Quando il Testo Unico richiede di aggiornare periodicamente la valutazione dei rischi senza precisare altro, qual è il periodo massimo entro cui effettuare tale revisione?
Il legislatore non ha stabilito l’obbligo di aggiornamento la valutazione dei rischi nei luoghi di lavoro e di rielaborare conseguentemente il documento di valutazione dei rischi (DVR) sulla base di determinate tempistiche, né ha voluto fissare una frequenza minima per tali adempimenti.
Il Testo Unico, tuttavia, indica precise condizioni in presenza delle quali è necessario procedere con la revisione e l’aggiornamento del DVR.

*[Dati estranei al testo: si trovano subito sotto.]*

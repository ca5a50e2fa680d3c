//! The select-then-extract run.
//!
//! [`run`] loads the split definition, selects the matching subset of the
//! global annotation file, writes it, and optionally extracts the subset's
//! frames. Data only flows forward: extraction never changes what was
//! selected, and an image whose frame could not be extracted stays in the
//! written annotation file.
//!
//! [`dump_frames`] is the bulk alternative used to produce the per-frame
//! images in the first place: no annotation file is involved, and every
//! frame of every encoding of the split's sequences is written.

use crate::{
    annotation::AnnotationCollection,
    configuration::PipelineConfig,
    decoder::{FfmpegOpener, VideoOpener},
    error::FramePickError,
    extractor::{ExtractionReport, FrameExtractor},
    manifest::{AllowLists, SequenceManifest, load_allow_lists},
    selector::select,
};

/// What a run did.
#[derive(Debug, Clone, Default, PartialEq, Eq)]
pub struct RunSummary {
    pub set: String,
    pub images_selected: usize,
    pub annotations_selected: usize,
    /// Manifest sequences dropped for lack of an allow-list.
    pub skipped_sequences: Vec<String>,
    /// Present when frame extraction was enabled.
    pub extraction: Option<ExtractionReport>,
}

/// What a frame dump did.
#[derive(Debug, Clone, Default, PartialEq, Eq)]
pub struct DumpSummary {
    pub set: String,
    /// Manifest sequences dropped for lack of an allow-list.
    pub skipped_sequences: Vec<String>,
    pub extraction: ExtractionReport,
}

fn skipped_sequences(manifest: &SequenceManifest, allow_lists: &AllowLists) -> Vec<String> {
    manifest
        .names()
        .iter()
        .filter(|name| allow_lists.get(*name).is_none_or(|list| list.is_empty()))
        .cloned()
        .collect()
}

/// Run the pipeline described by `config`, decoding videos with FFmpeg.
///
/// # Errors
///
/// Fails only on configuration-level problems: a missing or empty sequence
/// manifest, an unreadable global annotation file, or an unwritable output
/// annotation file. Extraction problems are reported in
/// [`RunSummary::extraction`].
pub fn run(config: &PipelineConfig) -> Result<RunSummary, FramePickError> {
    run_with_opener(config, FfmpegOpener)
}

/// Run the pipeline with a custom [`VideoOpener`].
pub fn run_with_opener<O: VideoOpener>(
    config: &PipelineConfig,
    opener: O,
) -> Result<RunSummary, FramePickError> {
    log::info!("Preparing split '{}'", config.set);

    let manifest = SequenceManifest::load(&config.sequence_list_path)?;
    let global = AnnotationCollection::load(&config.global_json_path)?;
    let allow_lists = load_allow_lists(&config.distortion_dir, &manifest);

    let subset = select(&global, &manifest, &allow_lists);
    subset.save(&config.output_json_path)?;
    log::info!(
        "Filtered annotation file saved: {}",
        config.output_json_path.display()
    );

    let skipped_sequences = skipped_sequences(&manifest, &allow_lists);

    let extraction = config.extract_frames.then(|| {
        log::info!("Extracting frames from the videos");
        let report = FrameExtractor::with_opener(
            opener,
            &config.videos_dir,
            &config.output_frames_dir,
        )
        .with_options(config.extract_options.clone())
        .extract(subset.images.iter().copied());
        log::info!(
            "Frames extracted to: {}",
            config.output_frames_dir.display()
        );
        report
    });

    Ok(RunSummary {
        set: config.set.clone(),
        images_selected: subset.images.len(),
        annotations_selected: subset.annotations.len(),
        skipped_sequences,
        extraction,
    })
}

/// Write every frame of every encoding of the split's sequences, decoding
/// videos with FFmpeg.
///
/// Only the sequence manifest, the distortion directory, the videos
/// directory, the frames directory and the extract options of `config` are
/// used.
///
/// # Errors
///
/// Fails only when the sequence manifest is missing or empty.
pub fn dump_frames(config: &PipelineConfig) -> Result<DumpSummary, FramePickError> {
    dump_frames_with_opener(config, FfmpegOpener)
}

/// [`dump_frames`] with a custom [`VideoOpener`].
pub fn dump_frames_with_opener<O: VideoOpener>(
    config: &PipelineConfig,
    opener: O,
) -> Result<DumpSummary, FramePickError> {
    log::info!("Dumping every frame of split '{}'", config.set);

    let manifest = SequenceManifest::load(&config.sequence_list_path)?;
    let allow_lists = load_allow_lists(&config.distortion_dir, &manifest);

    let extraction =
        FrameExtractor::with_opener(opener, &config.videos_dir, &config.output_frames_dir)
            .with_options(config.extract_options.clone())
            .dump_all(&manifest, &allow_lists);
    log::info!(
        "Extraction and renaming completed: {}",
        config.output_frames_dir.display()
    );

    Ok(DumpSummary {
        set: config.set.clone(),
        skipped_sequences: skipped_sequences(&manifest, &allow_lists),
        extraction,
    })
}
//! Core Task type and status enumeration.
//!
//! # Invariants
//! - `id` is unique and immutable once assigned by the repository
//! - `title` is never empty after creation or update
//! - `created_at <= updated_at`

use std::fmt;
use std::str::FromStr;

use chrono::{DateTime, Utc};
use serde::{Deserialize, Serialize};

use super::error::TaskError;

/// Lifecycle status of a task.
///
/// Serialized with the variant names verbatim (`"Pending"`, `"InProgress"`,
/// ...) — the same strings accepted by the `?status=` query filter.
#[derive(Debug, Clone, Copy, PartialEq, Eq, Serialize, Deserialize)]
pub enum TaskStatus {
    Pending,
    InProgress,
    Completed,
    Cancelled,
}

impl TaskStatus {
    pub fn as_str(&self) -> &'static str {
        match self {
            TaskStatus::Pending => "Pending",
            TaskStatus::InProgress => "InProgress",
            TaskStatus::Completed => "Completed",
            TaskStatus::Cancelled => "Cancelled",
        }
    }
}

impl fmt::Display for TaskStatus {
    fn fmt(&self, f: &mut fmt::Formatter<'_>) -> fmt::Result {
        f.write_str(self.as_str())
    }
}

impl FromStr for TaskStatus {
    type Err = TaskError;

    fn from_str(s: &str) -> Result<Self, Self::Err> {
        match s {
            "Pending" => Ok(TaskStatus::Pending),
            "InProgress" => Ok(TaskStatus::InProgress),
            "Completed" => Ok(TaskStatus::Completed),
            "Cancelled" => Ok(TaskStatus::Cancelled),
            other => Err(TaskError::validation(format!("invalid status: {}", other))),
        }
    }
}

/// A unit of work tracked by the service.
#[derive(Debug, Clone, Serialize, Deserialize)]
pub struct Task {
    /// Assigned by the repository on creation, starting at 1
    pub id: i64,

    /// Short summary of the work
    pub title: String,

    /// Free-form details; empty means "no description"
    #[serde(default, skip_serializing_if = "String::is_empty")]
    pub description: String,

    /// Current lifecycle status
    pub status: TaskStatus,

    /// Set by the repository when the task is stored
    pub created_at: DateTime<Utc>,

    /// Refreshed by the repository on every mutation
    pub updated_at: DateTime<Utc>,
}

impl Task {
    /// Build an unsaved task. The repository assigns `id` and the
    /// authoritative timestamps when the task is stored.
    pub fn new(
        title: impl Into<String>,
        description: impl Into<String>,
        status: TaskStatus,
    ) -> Self {
        let now = Utc::now();
        Self {
            id: 0,
            title: title.into(),
            description: description.into(),
            status,
            created_at: now,
            updated_at: now,
        }
    }
}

Con il D.Lgs. 81/2008, modificato con il decreto correttivo ed integrativo n. 106 del 3/8/2009, è stato infatti stabilito che:
Art. 29 comma 3
“La valutazione dei rischi deve essere immediatamente rielaborata, nel rispetto delle modalità di cui ai commi 1 e 2, in occasione di modifiche del processo produttivo o della organizzazione del lavoro significative ai fini della salute e sicurezza dei lavoratori, o in relazione al grado di evoluzione della tecnica, della prevenzione o della protezione o a seguito di infortuni significativi o quando i risultati della sorveglianza sanitaria ne evidenzino la necessità. A seguito di tale rielaborazione, le misure di prevenzione debbono essere aggiornate. Nelle ipotesi di cui ai periodi che precedono, il documento di valutazione dei rischi deve essere rielaborato, nel rispetto delle modalità di cui ai commi 1 e 2, nel termine di trenta giorni dalle rispettive causali.”
Quindi, la norma stabilisce in quali casi è necessario aggiornare la valutazione dei rischi e il DVR: eventi e mutazioni di una certa rilevanza, come una modifica significativa del processo produttivo o della organizzazione del lavoro, che può avere apportato ulteriori rischi nei luoghi di lavoro, oltre a quelli già individuati, valutati ed eliminati o ridotti al minimo; oppure significativi infortuni sul lavoro, accaduti in azienda. In questi casi, l’intenzione è ovviamente quella di eliminare le cause e le carenze che possano avere portato all’accaduto oppure quando dalla sorveglianza sanitaria alla quale è stato sottoposto il personale dipendente, possa essere emersa la presenza di ulteriori rischi non valutati o da rivalutare più approfonditamente.
Quello che invece il legislatore ha inteso stabilire e fissare con lo stesso art. 29 comma 3 è il tempo entro il quale deve essere aggiornata la valutazione dei rischi, “nel termine di trenta giorni dalle rispettive causali.”, fermo restando che il datore di lavoro deve sempre adempiere con la collaborazione del RSPP e del Medico Competente e con la consultazione del RLS (D.Lgs. 81/2008 art. 29 commi 1 e 2).
Inoltre, è stato introdotto il termine “immediatamente”, come è stato fatto anche nel comma 3-bis dell’art. 28 che fa riferimento alla prima valutazione dei rischi nel caso della costituzione di una nuova impresa, al quale non si può che dare il significato di “appena possibile.
Il tempo, dunque, concesso per rielaborare ed aggiornare il DVR è stato stabilito in 30 giorni a partire dalle causali che hanno portato alla rielaborazione medesima (D.Lgs. 81/2008 art. 29 comma 3); mentre nel caso della costituzione di una nuova impresa è stato fissato in 90 giorni dalla data di inizio dell’attività dell’azienda (D.Lgs. 81/2008 art. 28 comma 3-bis).
In materia di tutela della salute e della sicurezza dei lavoratori occorre distinguere ciò che è obbligatorio fare, il cui inadempimento può comportare l’applicazione di eventuali sanzioni in caso di accertamento da parte degli organi ispettivi competenti, da quello che è, invece, conveniente fare per precauzione. Fermo restando i casi esplicitamente indicati dal legislatore per i quali è obbligatoria una nuova valutazione dei rischi e l’integrazione del relativo documento, in un’ottica di prevenzione è opportuno stabilire come regola una periodicità, per rinnovare il controllo della regolarità dei propri ambienti di lavoro, dei propri impianti, delle proprie attrezzature ed - in genere - dei propri presidi di prevenzione.